In the fantasy of closure, long after certain wounds have been inflicted, we imagine being able to sit down with a parent or an ex. It might have been months or decades since the difficult times. We will, in many ways, have moved on. We might be a high-earning executive at an important corporation. We might be in love with a beautiful and kind new partner, with whom we have plans to start a family. Nevertheless, something in us continues to feel responsible for an earlier version of ourselves: a little boy or girl who was roughly handled, who got shouted at repeatedly, who was humiliated and mocked. Or for a loving side of us that had to suffer the indignity of an affair, that had to watch their then-beloved partner slide away evasively and mysteriously, that wrote a succession of long letters that went unanswered.
Why Closure Is Important – and Why It So Often Eludes Us
That’s why we have called for a meeting with a now elderly parent who arrives with a walking stick – or for a tea with our ex who greets us warmly in a new bright-blue outfit. The fantasy might go something like this: ‘I felt from the first moment as if you favourited my sister; nothing I did was right. Why were there two rules in our family? One for me, and one for her …’
And the parent, who has thought about this at depth, who has spent hours reflecting on their role, who has ached to make amends, will say: ‘Darling, I know how much this has hurt you. I’ve tried so hard in recent years to make it up to you. I know you resent me fiercely still. What matters is to say how much I love you and how sorry I am for the pain this caused you …’ They might go on to give a backstory to their cruelty. They behaved like this because of their relationship with their own mother. They know why they were imperfect.
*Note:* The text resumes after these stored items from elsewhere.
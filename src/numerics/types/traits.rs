// src/numerics/types/traits.rs
// Scalar trait shared by every numerics type.

/// FloatingPoint is the scalar bound for [`Matrix`](super::matrix::Matrix).
///
/// Note: We require Copy, PartialOrd and the basic arithmetic ops on Self.
pub trait FloatingPoint:
Copy + PartialOrd
+ core::ops::Add<Output = Self>
+ core::ops::Sub<Output = Self>
+ core::ops::Mul<Output = Self>
+ core::ops::Div<Output = Self>
{
    fn zero() -> Self;
    fn one() -> Self;

    /// `(-1)^exponent`, the alternating sign of cofactor expansion.
    fn alternating(exponent: usize) -> Self {
        if exponent % 2 == 0 {
            Self::one()
        } else {
            Self::zero() - Self::one()
        }
    }

    /// Absolute value built from the ordering, so NaN maps to itself.
    fn magnitude(self) -> Self {
        if self < Self::zero() {
            Self::zero() - self
        } else {
            self
        }
    }
}

impl FloatingPoint for f32 {
    fn zero() -> Self { 0.0 }
    fn one() -> Self { 1.0 }
}

impl FloatingPoint for f64 {
    fn zero() -> Self { 0.0 }
    fn one() -> Self { 1.0 }
}
// src/numerics/types/error.rs
// Error taxonomy for matrix construction and linear-algebra operations.

/// Errors that can occur while building or operating on a matrix.
///
/// Every variant except [`MatrixError::Singular`] describes malformed input
/// (a shape problem); see [`MatrixError::is_shape_error`].
#[derive(Debug, Clone, PartialEq, Eq, thiserror::Error)]
pub enum MatrixError {
    #[error("Value count mismatch: a {rows}x{cols} matrix needs {expected} values, got {actual}")]
    ValueCount {
        rows: usize,
        cols: usize,
        expected: usize,
        actual: usize,
    },

    #[error("Dimension overflow: {rows}x{cols} cells do not fit in usize")]
    DimensionOverflow { rows: usize, cols: usize },

    #[error("Incompatible shapes: cannot multiply {left_rows}x{left_cols} by {right_rows}x{right_cols}")]
    IncompatibleShapes {
        left_rows: usize,
        left_cols: usize,
        right_rows: usize,
        right_cols: usize,
    },

    #[error("Not square: a {rows}x{cols} matrix has no {operation}")]
    NotSquare {
        rows: usize,
        cols: usize,
        operation: &'static str,
    },

    #[error("Empty matrix: a 0x0 matrix has no {operation}")]
    Empty { operation: &'static str },

    #[error("Order limit exceeded: cofactor expansion of order {order} is above the limit of {limit}")]
    OrderLimitExceeded { order: usize, limit: usize },

    #[error("Singular matrix: determinant is zero, no inverse exists")]
    Singular,
}

impl MatrixError {
    /// True for malformed-input errors, false when the input was well formed
    /// but has no inverse.
    pub fn is_shape_error(&self) -> bool {
        !matches!(self, MatrixError::Singular)
    }
}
They’re accountable. They understand themselves. They’re extremely sad about it all.

Likewise, the dream is that the ex-partner will have shown up with a raft of insights. They will have gone to therapy and benefited. They’ll have used the months since the parting to put together the pieces: ‘I didn’t dare to explain that I wanted a new start. I felt grateful to you but also so guilty. It’s from this that the affair came. It’s not excusable – you’ve every right to be furious with me …’
But though such poignant moments must exist – though there have, in the history of the planet, undoubtedly been such scenes by pyramids and waterfalls, in temple gardens and colonnaded arcades – we can confidently, quietly insist that they have always been the exceptions.
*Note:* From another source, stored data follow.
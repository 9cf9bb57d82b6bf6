// src/numerics/types/cofactor.rs
// Minors, recursive cofactor-expansion determinant, adjugate and inverse.

use crate::numerics::config::NumericsConfig;

use super::error::MatrixError;
use super::matrix::Matrix;
use super::traits::FloatingPoint;

impl<T: FloatingPoint> Matrix<T> {
    /// The `(rows - 1) x (cols - 1)` submatrix without row `y` and column `x`.
    ///
    /// # Panics
    /// Panics if `y >= rows` or `x >= cols`.
    pub fn minor(&self, y: usize, x: usize) -> Self {
        self.check_index(y, x);
        let cols = self.cols();
        let values = self
            .values()
            .iter()
            .enumerate()
            .filter(|(ix, _)| ix / cols != y && ix % cols != x)
            .map(|(_, &value)| value)
            .collect();
        Self::from_parts(self.rows() - 1, cols - 1, values)
    }

    /// Every `minor(y, x)`, y outer and x inner.
    pub fn minors(&self) -> Vec<Self> {
        (0..self.rows())
            .flat_map(move |y| (0..self.cols()).map(move |x| self.minor(y, x)))
            .collect()
    }

    /// Determinant by cofactor expansion along row 0.
    ///
    /// Cost grows as O(n!); see [`Matrix::checked_determinant`] for a bounded
    /// variant.
    ///
    /// # Errors
    /// * `MatrixError::NotSquare` - `rows != cols`
    /// * `MatrixError::Empty` - the matrix is 0x0
    pub fn determinant(&self) -> Result<T, MatrixError> {
        self.ensure_square("determinant")?;
        Ok(self.expand())
    }

    /// [`Matrix::determinant`], refusing orders above
    /// `config.max_cofactor_order` with `MatrixError::OrderLimitExceeded`.
    pub fn checked_determinant(&self, config: &NumericsConfig) -> Result<T, MatrixError> {
        self.ensure_square("determinant")?;
        config.check_order(self.rows())?;
        Ok(self.expand())
    }

    /// Transpose of the cofactor matrix.
    ///
    /// # Errors
    /// Same shape errors as [`Matrix::determinant`].
    pub fn adjugate(&self) -> Result<Self, MatrixError> {
        self.ensure_square("adjugate")?;
        Ok(self.cofactor_transpose())
    }

    /// `adjugate / determinant`.
    ///
    /// # Errors
    /// * `MatrixError::Singular` - the determinant is exactly zero
    /// * shape errors as for [`Matrix::determinant`]
    pub fn inverse(&self) -> Result<Self, MatrixError> {
        self.ensure_square("inverse")?;
        self.invert()
    }

    /// [`Matrix::inverse`], refusing orders above `config.max_cofactor_order`.
    pub fn checked_inverse(&self, config: &NumericsConfig) -> Result<Self, MatrixError> {
        self.ensure_square("inverse")?;
        config.check_order(self.rows())?;
        self.invert()
    }

    fn ensure_square(&self, operation: &'static str) -> Result<(), MatrixError> {
        if !self.is_square() {
            tracing::debug!(rows = self.rows(), cols = self.cols(), operation, "matrix is not square");
            return Err(MatrixError::NotSquare {
                rows: self.rows(),
                cols: self.cols(),
                operation,
            });
        }
        if self.rows() == 0 {
            tracing::debug!(operation, "matrix is empty");
            return Err(MatrixError::Empty { operation });
        }
        Ok(())
    }

    fn invert(&self) -> Result<Self, MatrixError> {
        let determinant = self.expand();
        if determinant == T::zero() {
            tracing::debug!(order = self.rows(), "matrix is singular");
            return Err(MatrixError::Singular);
        }
        Ok(self.cofactor_transpose().map(|value| value / determinant))
    }

    // Requires a non-empty square matrix. The sign exponent is the column
    // index within this call's row 0.
    fn expand(&self) -> T {
        match self.rows() {
            1 => self.get(0, 0),
            2 => self.get(0, 0) * self.get(1, 1) - self.get(0, 1) * self.get(1, 0),
            _ => (0..self.cols()).fold(T::zero(), |sum, x| {
                sum + self.values()[x] * self.minor(0, x).expand() * T::alternating(x)
            }),
        }
    }

    // Minors of the transpose, in row-major order, each signed by the
    // checkerboard position (y + x) it lands on. For odd orders this equals
    // (-1)^index over the flattened minors; for even orders only (y + x)
    // keeps inverse * m == identity.
    fn cofactor_transpose(&self) -> Self {
        let order = self.rows();
        if order == 1 {
            return Self::identity(1);
        }
        let values = self
            .transpose()
            .minors()
            .iter()
            .enumerate()
            .map(|(ix, minor)| minor.expand() * T::alternating(ix / order + ix % order))
            .collect();
        Self::from_parts(order, order, values)
    }
}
Far more common is ongoing dislocation and mystery: the parent who flares up, ‘How do you mean? Why can’t you be more grateful? Yet more moaning, I suppose.’ Or the lover who denies everything or vanishes into a sentimental fog: ‘I’m sorry, I can’t think very clearly. I’m sure you’re right. I must be going …’
We can come away with a dictum: if they were damaged enough to hurt us as they did, they won’t have the wherewithal to heal us as we hope. No one who could crush a five-year-old child or rebuff a caring partner will plausibly be able to turn around in years or decades and make it right. One either has the capacity for kindness and maturity – or one doesn’t. One either has tendencies to sadism – or one doesn’t.
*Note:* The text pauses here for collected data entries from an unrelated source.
//! Special orthogonal group SO(n) = {R in R^{n x n} : R^T R = I, det R = +1}
//!
//! The SO(n) element type represents rotations in n-dimensional space. It
//! naturally appears in:
//! - Rotation averaging and pose-graph optimization
//! - Semidefinite relaxations over rotations
//! - Attitude estimation
//!
//! The tangent space at the identity is the Lie algebra so(n) of
//! skew-symmetric n x n matrices, isomorphic to R^d with d = n(n-1)/2.

use nalgebra::{DMatrix, DVector};
use rotopt_core::{
    error::{ManifoldError, Result},
    types::Scalar,
};

/// An element of SO(n), stored as its n x n ambient rotation matrix.
///
/// This is a thin carrier: orthogonality is assumed, not enforced. The type
/// owns an independent copy of its matrix and exposes no mutators, so a
/// constructed element never aliases caller storage and is safe to share
/// read-only across threads.
///
/// # Mathematical Properties
///
/// - **Dimension**: d = n(n-1)/2
/// - **Tangent space**: T_I SO(n) = {X in R^{n x n} : X + X^T = 0}
/// - **Retraction**: Cayley transform X -> (I + X)(I - X)^{-1}, a first-order
///   retraction mapping skew-symmetric generators to orthogonal matrices
#[derive(Debug, Clone, PartialEq)]
pub struct SOn<T: Scalar> {
    /// Rotation matrix (ambient representation)
    matrix: DMatrix<T>,
}

impl<T: Scalar> SOn<T> {
    /// Creates an element from an n x n matrix, taking ownership of it.
    ///
    /// The matrix is assumed to be a rotation; no orthogonality check is
    /// performed.
    pub fn new(matrix: DMatrix<T>) -> Self {
        Self { matrix }
    }

    /// The identity rotation of size n, the canonical base point.
    pub fn identity(n: usize) -> Self {
        Self {
            matrix: DMatrix::identity(n, n),
        }
    }

    /// Read-only access to the stored rotation matrix.
    pub fn matrix(&self) -> &DMatrix<T> {
        &self.matrix
    }

    /// Ambient size n, recovered from the matrix row count.
    pub fn size(&self) -> usize {
        self.matrix.nrows()
    }

    /// Manifold dimension d = n(n-1)/2 of SO(n).
    pub fn manifold_dim(n: usize) -> usize {
        n * (n - 1) / 2
    }

    /// Recovers the ambient size n from a manifold dimension d = n(n-1)/2.
    ///
    /// Solves n^2 - n - 2d = 0 for the positive root:
    /// n = ceil((1 + sqrt(1 + 8d)) / 2). Exact for any triangular d; the
    /// result for non-triangular d is unspecified and left to the caller.
    pub fn ambient_dim(d: usize) -> usize {
        let disc = (1.0 + 8.0 * d as f64).sqrt();
        ((1.0 + disc) / 2.0).ceil() as usize
    }

    /// Column-major flattening of the rotation matrix into a length-n^2
    /// vector.
    ///
    /// This is the ambient-space vectorization used by residual computations
    /// that operate on raw matrix entries.
    ///
    /// # Errors
    ///
    /// Requesting the Jacobian fails with `NotImplemented`: the pushforward
    /// of the vectorization composed with the retraction is an open gap, and
    /// it must surface as an error rather than silently wrong data.
    pub fn vec(&self, jacobian: Option<&mut DMatrix<T>>) -> Result<DVector<T>> {
        if jacobian.is_some() {
            return Err(ManifoldError::not_implemented("SOn::vec jacobian"));
        }
        Ok(DVector::from_column_slice(self.matrix.as_slice()))
    }

    /// Hat operator: builds the skew-symmetric Lie-algebra matrix for a
    /// d-vector, where d is the manifold dimension.
    ///
    /// The construction is recursive, and the d-vector is laid out such that
    /// the last element corresponds to so(2), the last 3 to so(3), the last
    /// 6 to so(4), etc. For example, the vector space isomorphic to so(5) is
    /// laid out as
    ///
    /// ```text
    ///   a b c d | u v w | x y | z
    /// ```
    ///
    /// where the latter elements correspond to "telescoping" sub-algebras:
    ///
    /// ```text
    ///   0 -z  y  w -d
    ///   z  0 -x -v  c
    ///  -y  x  0  u -b
    ///  -w  v -u  0  a
    ///   d -c  b -a  0
    /// ```
    ///
    /// This scheme behaves exactly as expected for SO(2) and SO(3).
    ///
    /// # Errors
    ///
    /// Fails with `InvalidTangent` if the vector length implies n < 2:
    /// SO(0) and SO(1) have no algebra.
    pub fn hat(xi: &DVector<T>) -> Result<DMatrix<T>> {
        let d = xi.len();
        let n = Self::ambient_dim(d);
        if n < 2 {
            return Err(ManifoldError::invalid_tangent(format!(
                "hat requires n >= 2, tangent of length {d} implies n = {n}"
            )));
        }

        let mut x = DMatrix::<T>::zeros(n, n);
        if n == 2 {
            // SO(2) case is the recursion bottom
            x[(0, 1)] = -xi[0];
            x[(1, 0)] = xi[0];
        } else {
            // Recurse on the trailing entries for the top-left so(n-1) block
            let dmin = (n - 1) * (n - 2) / 2;
            let sub = Self::hat(&xi.rows(d - dmin, dmin).clone_owned())?;
            x.view_mut((0, 0), (n - 1, n - 1)).copy_from(&sub);

            // Signs of the last row/column alternate, starting at (-1)^d
            let mut sign = if d % 2 == 0 { T::one() } else { -T::one() };
            for i in 0..(n - 1) {
                let j = n - 2 - i;
                x[(n - 1, j)] = -sign * xi[i];
                x[(j, n - 1)] = sign * xi[i];
                sign = -sign;
            }
        }
        Ok(x)
    }

    /// Retraction from the tangent space onto the manifold via the Cayley
    /// transform: with X = hat(xi / 2),
    ///
    /// ```text
    /// R(xi) = (I + X)(I - X)^{-1}
    /// ```
    ///
    /// This is a first-order retraction: R(0) = I exactly, it is a local
    /// diffeomorphism near the identity, and it maps skew-symmetric
    /// generators to orthogonal matrices. (I - X) has no unit eigenvalue for
    /// skew-symmetric X, so the inverse exists over the operating domain.
    ///
    /// # Errors
    ///
    /// Requesting the Jacobian fails with `NotImplemented` (open gap, same
    /// policy as [`SOn::vec`]). A singular (I - X) surfaces as
    /// `NumericalError`.
    pub fn retract(xi: &DVector<T>, jacobian: Option<&mut DMatrix<T>>) -> Result<Self> {
        if jacobian.is_some() {
            return Err(ManifoldError::not_implemented("SOn::retract jacobian"));
        }
        let half = xi * <T as Scalar>::from_f64(0.5);
        let x = Self::hat(&half)?;
        let n = x.nrows();
        let identity = DMatrix::<T>::identity(n, n);
        let inv = (&identity - &x).try_inverse().ok_or_else(|| {
            ManifoldError::numerical_error("(I - X) is singular in Cayley retraction")
        })?;
        Ok(Self::new((identity + x) * inv))
    }
}

impl<T: Scalar> From<DMatrix<T>> for SOn<T> {
    fn from(matrix: DMatrix<T>) -> Self {
        Self::new(matrix)
    }
}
This is not to say that we should stop seeking closure; only that we should stop seeking it from the very people who made it necessary.
Finding Healing in Unexpected Places
We need to take our longings to other, more effective figures: to wise therapists, to kind friends, to new partners, to substitute parents. These will be the ones who will explain, who will set pain in context, who will replenish our reserves of hope. In learning why closure is important, we also begin to understand that its source is rarely those who wounded us. There are people who can right our wrongs; they are just very seldom the confused, unformed people who actually wronged us.